**Exercise data:**

----

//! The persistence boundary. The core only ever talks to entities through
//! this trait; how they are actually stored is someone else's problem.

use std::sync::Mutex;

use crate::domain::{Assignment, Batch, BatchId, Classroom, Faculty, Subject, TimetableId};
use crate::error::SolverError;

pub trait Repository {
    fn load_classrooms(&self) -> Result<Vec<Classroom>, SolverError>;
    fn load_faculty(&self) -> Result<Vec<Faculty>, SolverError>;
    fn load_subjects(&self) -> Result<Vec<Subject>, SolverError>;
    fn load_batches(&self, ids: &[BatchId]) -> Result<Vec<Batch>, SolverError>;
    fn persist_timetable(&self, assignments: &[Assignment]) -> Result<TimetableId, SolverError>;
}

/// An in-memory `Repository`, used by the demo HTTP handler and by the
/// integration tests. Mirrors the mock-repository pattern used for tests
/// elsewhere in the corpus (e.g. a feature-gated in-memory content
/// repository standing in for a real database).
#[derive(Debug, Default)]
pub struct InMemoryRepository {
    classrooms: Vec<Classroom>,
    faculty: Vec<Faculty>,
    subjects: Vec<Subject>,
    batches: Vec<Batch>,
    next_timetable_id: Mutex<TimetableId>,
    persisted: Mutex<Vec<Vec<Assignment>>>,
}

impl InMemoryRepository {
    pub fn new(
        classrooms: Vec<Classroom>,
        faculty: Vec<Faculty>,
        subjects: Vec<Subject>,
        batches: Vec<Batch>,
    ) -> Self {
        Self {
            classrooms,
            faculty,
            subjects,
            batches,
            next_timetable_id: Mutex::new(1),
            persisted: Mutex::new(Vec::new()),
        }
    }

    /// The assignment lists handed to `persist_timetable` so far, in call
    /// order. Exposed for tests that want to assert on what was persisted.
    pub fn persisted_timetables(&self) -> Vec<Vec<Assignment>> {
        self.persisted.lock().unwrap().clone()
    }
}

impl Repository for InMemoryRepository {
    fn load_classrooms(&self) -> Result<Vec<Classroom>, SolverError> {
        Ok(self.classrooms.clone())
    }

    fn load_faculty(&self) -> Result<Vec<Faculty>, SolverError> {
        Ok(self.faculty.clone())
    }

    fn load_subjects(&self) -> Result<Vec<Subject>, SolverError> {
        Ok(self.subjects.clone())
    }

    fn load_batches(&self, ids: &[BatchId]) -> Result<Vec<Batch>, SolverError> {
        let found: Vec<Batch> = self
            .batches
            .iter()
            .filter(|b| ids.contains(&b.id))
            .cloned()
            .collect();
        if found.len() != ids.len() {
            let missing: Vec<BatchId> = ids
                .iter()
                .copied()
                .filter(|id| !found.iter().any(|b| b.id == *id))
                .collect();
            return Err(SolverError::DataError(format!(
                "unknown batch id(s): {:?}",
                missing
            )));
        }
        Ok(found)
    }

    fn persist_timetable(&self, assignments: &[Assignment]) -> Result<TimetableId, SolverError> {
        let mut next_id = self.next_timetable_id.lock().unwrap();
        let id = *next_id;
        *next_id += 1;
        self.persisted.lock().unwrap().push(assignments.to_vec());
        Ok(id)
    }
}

----

**Your goal:**
Lines holding the word "TimetableId" should be counted across the entries; state only how many there are.

**Response:**
4